A instabilidade desta fronteira, hoje não é tão grande quanto era há dois anos. Houve algum progresso e precisamos de trabalhar no sentido de não regressarmos ao passado, em que havia uma forte desconfiança entre os dois países. A RCA acusava o Chade de albergar os grupos rebeldes, que a partir do território chadiano realizavam acções no interior da República Centro Africana. Nós estivemos reunidos há dias, aqui em Luanda, com o objectivo de reforçar os laços de amizade e de cooperação entre os dois países vizinhos e acreditamos que vamos continuar a trabalhar no sentido de garantir uma estabilidade politica e militar melhor naquela fronteira.
Que olhar tem sobre a transição chadiana e as denúncias da repressão de protestos?
Não falamos sobre esta questão porque é uma questão interna do país. Angola está envolvida na situação de estabilidade na RCA, mas não fomos chamados para trabalhar no processo do Chade. O Chade é membro da CEEAC e não da Conferencia Internacional da Região dos Grandes Lagos. Portanto, este é um assunto de uma região cuja presidência não está com Angola, esteve até há dias com Kinshasa, com a RDC, e que passou agora para o Gabão.
Poderá o antigo presidente da RCA François Bozizé deixar o Chade rumo a outro destino africano para o seu exílio? Fala-se em Brazzaville ou em Bissau?
A presença do ex-Presidente Bozizé no Chade é fruto de um trabalho realizado entre Angola, RCA e o Chade no tempo do Marechal Idriss Déby. Angola e o Chade jogaram um papel importante no convencimento quer do Presidente Bozizé, quer de uma boa parte dos grupos rebeldes a deporem as armas. Esse compromisso existe e, a nosso ver, vem sendo cumprido, com excepção de dois grupos que na altura esquivaram-se à negociação e ao diálogo, mas aqueles que por escrito assumiram o compromisso tendo o Presidente Bozizé à cabeça o fizeram e, a nosso ver, vem cumprindo com a parte que lhes compete.
O Chade também cumpriu com a parte que lhe competiu, com o compromisso que assumiram de receber no seu território o Presidente Bozizé.

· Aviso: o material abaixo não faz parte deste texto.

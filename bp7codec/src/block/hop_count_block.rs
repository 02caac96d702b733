use std::convert::TryFrom;

use serde::{
    Deserialize, Serialize,
    de::{Error, Visitor},
    ser::SerializeSeq,
};
use serde_cbor::Serializer;

/// Hop limit and current hop count, encoded as `[limit, count]` inside the
/// block's byte string. The count may exceed the limit in memory; that is
/// caught at validation time.
#[derive(Debug, PartialEq, Eq, Clone)]
pub struct HopCountBlock {
    pub limit: u8,
    pub count: u8,
}

impl Serialize for HopCountBlock {
    fn serialize<S>(&self, serializer: S) -> Result<S::Ok, S::Error>
    where
        S: serde::Serializer,
    {
        let mut vec = Vec::new();
        let inner_ser = &mut Serializer::new(&mut vec);
        let mut seq = serde::Serializer::serialize_seq(inner_ser, Some(2))
            .map_err(serde::ser::Error::custom)?;
        seq.serialize_element(&self.limit)
            .map_err(serde::ser::Error::custom)?;
        seq.serialize_element(&self.count)
            .map_err(serde::ser::Error::custom)?;
        seq.end().map_err(serde::ser::Error::custom)?;

        serializer.serialize_bytes(&vec)
    }
}

impl<'de> Deserialize<'de> for HopCountBlock {
    fn deserialize<D>(deserializer: D) -> Result<Self, D::Error>
    where
        D: serde::Deserializer<'de>,
    {
        struct HopCountBlockVisitor;
        impl<'de> Visitor<'de> for HopCountBlockVisitor {
            type Value = HopCountBlock;

            fn expecting(&self, formatter: &mut std::fmt::Formatter) -> std::fmt::Result {
                formatter.write_str("Hop Count Block")
            }

            fn visit_seq<A>(self, mut seq: A) -> Result<Self::Value, A::Error>
            where
                A: serde::de::SeqAccess<'de>,
            {
                let size = seq.size_hint().ok_or_else(|| {
                    Error::custom("Hop Count Block must know the length of its contents")
                })?;
                if size != 2 {
                    return Err(Error::invalid_length(
                        size,
                        &"Hop Count Block has 2 elements",
                    ));
                }

                let limit: u8 = seq
                    .next_element()?
                    .ok_or(Error::custom("Error for field 'limit'"))?;

                let count: u8 = seq
                    .next_element()?
                    .ok_or(Error::custom("Error for field 'count'"))?;
                Ok(HopCountBlock { limit, count })
            }
        }
        deserializer.deserialize_seq(HopCountBlockVisitor)
    }
}

impl TryFrom<Vec<u8>> for HopCountBlock {
    type Error = serde_cbor::Error;

    fn try_from(value: Vec<u8>) -> Result<Self, Self::Error> {
        serde_cbor::from_slice(&value)
    }
}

Angola também cumpriu com a parte que lhe compete, mas ele está em território chadiano que mudou de liderança e a actual liderança é livre de querer ou não querer manter Bozizé no seu território.
Quanto ao exílio fala-se em Brazzaville ou em Bissau. Tem alguma informação?
A única coisa que lhe posso dizer é que Angola cumpriu com a parte que lhe compete e daqui para a frente estamos a acompanhar.
Qual a sua percepção quanto à presença de tropas paramilitares Wagner na RCA?
Este é um assunto que nós temos evitado tratar nos nossos encontros com o Presidente Touadéra por considerarmos que é um acordo bilateral que ele fez com esta força. Tudo o que possa acontecer de bom ou de mau fruto deste trato é da responsabilidade do país. O país terá as suas razões do porquê dessa contratação e de resto não nos metemos em todos os assuntos internos da República Centro Africana.